Two years later, West Auckland returned, and after beating FC Zürich 2–0, won 6–1 in the final over future Italian giants Juventus.

This story was made into a TV film in 1982 called The World Cup: A Captain's Tale.

=== The Lost Trophy ===
The club was forced to pawn the trophy to the landlady of the local hotel on their return because of financial problems. It remained with her family until 1960 when a village appeal raised money to return the cup to the club. The cup was then stolen in 1994 and despite the efforts of the police and a £2,000 reward it was never found. An exact replica of the cup now stands in a more secure cabinet in the West Auckland Working Men's Club.

==Notable people==
- Wally Akers b.1917, forward for Bournemouth & Boscombe Athletic and Gillingham
- Tom Alderson b.1909, forward for Darlington and other clubs
- Ken Hardwick b.1924, goalkeeper for Doncaster Rovers and Scunthorpe United
- Billy Woodward b.1907, forward for Tranmere Rovers
- Dave Thomas b. 1950, winger for a number of top flight English clubs and the England national football team

West Auckland was the home of the infamous serial killer Mary Ann Cotton.

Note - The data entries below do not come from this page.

//! Database schema definitions.
//!
//! One table per backend dialect. Both keep the column names of the original
//! `ping_results` layout (`timestamp`, `latency`, `error`), so a database
//! created without the `id` column keeps working: `CREATE TABLE IF NOT EXISTS`
//! leaves it alone and every statement names its columns explicitly.

/// Name of the results table.
pub const PING_RESULTS_TABLE: &str = "ping_results";

/// SQLite DDL for the results table.
pub const SQLITE_PING_RESULTS_DDL: &str = r#"
CREATE TABLE IF NOT EXISTS ping_results (
    id          INTEGER PRIMARY KEY AUTOINCREMENT,
    "timestamp" REAL NOT NULL,
    latency     REAL,
    error       TEXT
);
"#;

/// PostgreSQL DDL for the results table.
pub const POSTGRES_PING_RESULTS_DDL: &str = r#"
CREATE TABLE IF NOT EXISTS ping_results (
    id          BIGSERIAL PRIMARY KEY,
    "timestamp" DOUBLE PRECISION NOT NULL,
    latency     DOUBLE PRECISION,
    error       TEXT
);
"#;

/// Timestamp index, valid in both dialects.
pub const PING_RESULTS_INDEX_DDL: &str = r#"
CREATE INDEX IF NOT EXISTS idx_ping_results_timestamp ON ping_results ("timestamp");
"#;

pub const SQLITE_INSERT: &str =
    r#"INSERT INTO ping_results ("timestamp", latency, error) VALUES (?1, ?2, ?3)"#;

pub const POSTGRES_INSERT: &str =
    r#"INSERT INTO ping_results ("timestamp", latency, error) VALUES ($1, $2, $3)"#;

/// Read interface for the analysis path.
pub const SELECT_ALL_ORDERED: &str =
    r#"SELECT "timestamp", latency, error FROM ping_results ORDER BY "timestamp" ASC"#;
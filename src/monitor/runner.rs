//! Tick execution and the run loop.

use std::future::Future;
use std::sync::Arc;
use std::time::Duration;

use tokio::time::Instant;

use crate::config::AppConfig;
use crate::monitor::{Clock, SystemClock, remaining_sleep};
use crate::probe::Prober;
use crate::storage::{ProbeOutcome, ResultStore, StorageError};

/// Result of one tick.
#[derive(Debug)]
pub struct TickReport {
    /// The outcome that was (or should have been) stored.
    pub outcome: ProbeOutcome,
    /// Why the outcome was not stored, if it wasn't.
    pub store_error: Option<StorageError>,
    /// Time spent probing and storing.
    pub elapsed: Duration,
}

impl TickReport {
    /// Whether the outcome reached the store.
    pub fn stored(&self) -> bool {
        self.store_error.is_none()
    }
}

/// The probe-and-record loop.
///
/// Ticks never overlap: each one probes, appends, and only then is the next
/// start scheduled. Per-tick failures (probe or store) are logged and never
/// stop the loop; only the shutdown future does.
pub struct Monitor {
    target: String,
    interval: Duration,
    timeout: Duration,
    store_timeout: Duration,
    prober: Arc<dyn Prober>,
    store: Arc<dyn ResultStore>,
    clock: Arc<dyn Clock>,
}

impl std::fmt::Debug for Monitor {
    fn fmt(&self, f: &mut std::fmt::Formatter<'_>) -> std::fmt::Result {
        f.debug_struct("Monitor")
            .field("target", &self.target)
            .field("interval", &self.interval)
            .field("timeout", &self.timeout)
            .field("store_timeout", &self.store_timeout)
            .field("prober", &self.prober.kind())
            .field("store", &self.store.backend())
            .finish_non_exhaustive()
    }
}

impl Monitor {
    /// Create a monitor from validated configuration.
    pub fn new(config: &AppConfig, prober: Arc<dyn Prober>, store: Arc<dyn ResultStore>) -> Self {
        Self {
            target: config.target.clone(),
            interval: config.interval(),
            timeout: config.timeout(),
            store_timeout: config.store_timeout(),
            prober,
            store,
            clock: Arc::new(SystemClock),
        }
    }

    /// Replace the wall-clock source used for record timestamps.
    pub fn with_clock(mut self, clock: Arc<dyn Clock>) -> Self {
        self.clock = clock;
        self
    }

    /// Time between tick starts.
    pub fn interval(&self) -> Duration {
        self.interval
    }

    /// Run one tick: probe, then append. Does not sleep.
    ///
    /// Emits exactly one log line describing the tick.
    pub async fn tick(&self) -> TickReport {
        let started = Instant::now();
        let timestamp = self.clock.now();

        let status = self.prober.probe(&self.target, self.timeout).await;
        let outcome = ProbeOutcome::from_status(timestamp, &status);

        // On timeout the append future is dropped, but a commit already handed
        // to the backend may still complete.
        let store_error =
            match tokio::time::timeout(self.store_timeout, self.store.append(&outcome)).await {
                Ok(Ok(())) => None,
                Ok(Err(e)) => Some(e),
                Err(_) => Some(StorageError::Timeout(self.store_timeout)),
            };

        let report = TickReport {
            outcome,
            store_error,
            elapsed: started.elapsed(),
        };
        self.log_tick(&report);
        report
    }

    /// Tick at a fixed cadence until `shutdown` resolves.
    ///
    /// Shutdown abandons whatever step is in flight; dropping it releases any
    /// open store connection. Returns the number of completed ticks.
    pub async fn run_until<F>(&self, shutdown: F) -> u64
    where
        F: Future<Output = ()>,
    {
        tokio::pin!(shutdown);
        let mut ticks: u64 = 0;

        tracing::info!(
            target_host = %self.target,
            interval_secs = self.interval.as_secs(),
            timeout_secs = self.timeout.as_secs(),
            prober = self.prober.kind(),
            store = self.store.backend(),
            "Monitor started"
        );

        loop {
            let started = Instant::now();

            tokio::select! {
                biased;
                () = &mut shutdown => break,
                _ = self.tick() => ticks += 1,
            }

            let pause = remaining_sleep(self.interval, started.elapsed());
            if pause.is_zero() {
                tracing::debug!(
                    overrun_ms = started.elapsed().saturating_sub(self.interval).as_millis() as u64,
                    "Tick overran interval, starting next tick immediately"
                );
            }

            tokio::select! {
                biased;
                () = &mut shutdown => break,
                () = tokio::time::sleep(pause) => {}
            }
        }

        tracing::info!(ticks, "Monitor stopped");
        ticks
    }

    fn log_tick(&self, report: &TickReport) {
        let outcome = &report.outcome;
        let elapsed_ms = report.elapsed.as_millis() as u64;

        match (&report.store_error, outcome.latency) {
            (Some(e), _) => tracing::error!(
                timestamp = outcome.timestamp,
                latency = ?outcome.latency,
                error = ?outcome.error,
                store_error = %e,
                elapsed_ms,
                "Probe outcome not stored"
            ),
            (None, Some(latency)) => tracing::info!(
                timestamp = outcome.timestamp,
                latency,
                elapsed_ms,
                "Probe succeeded"
            ),
            (None, None) => tracing::warn!(
                timestamp = outcome.timestamp,
                error = outcome.error.as_deref().unwrap_or_default(),
                elapsed_ms,
                "Probe failed"
            ),
        }
    }
}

It is also where one will find The Manor House Hotel, reputed to have been one of King Henry VIII's hunting lodges and former family home to the Eden family. William Eden, 1st Baron Auckland took the village for his title in 1789, as did his son, George, who was created Earl of Auckland in 1839. It is thought that the trees to be found outside the hotel were planted to commemorate a visit by the King. Originally seven in number, two were felled to make way for road developments.

==Eponyms==
Several notable locations have been named for West Auckland via the nobility whose titles were derived from it.

Places:
- Auckland, the largest city in New Zealand and briefly its capital. Named for George Eden, 1st Earl of Auckland.
- Auckland County, New South Wales, Australia. Also named for George Eden.
- The sub-Antarctic Auckland Islands archipelago, including Auckland Island, its main island. Named for William Eden, 1st Baron Auckland.
- Auckland Park, a suburb of Johannesburg, South Africa. Named for the city of Auckland, New Zealand.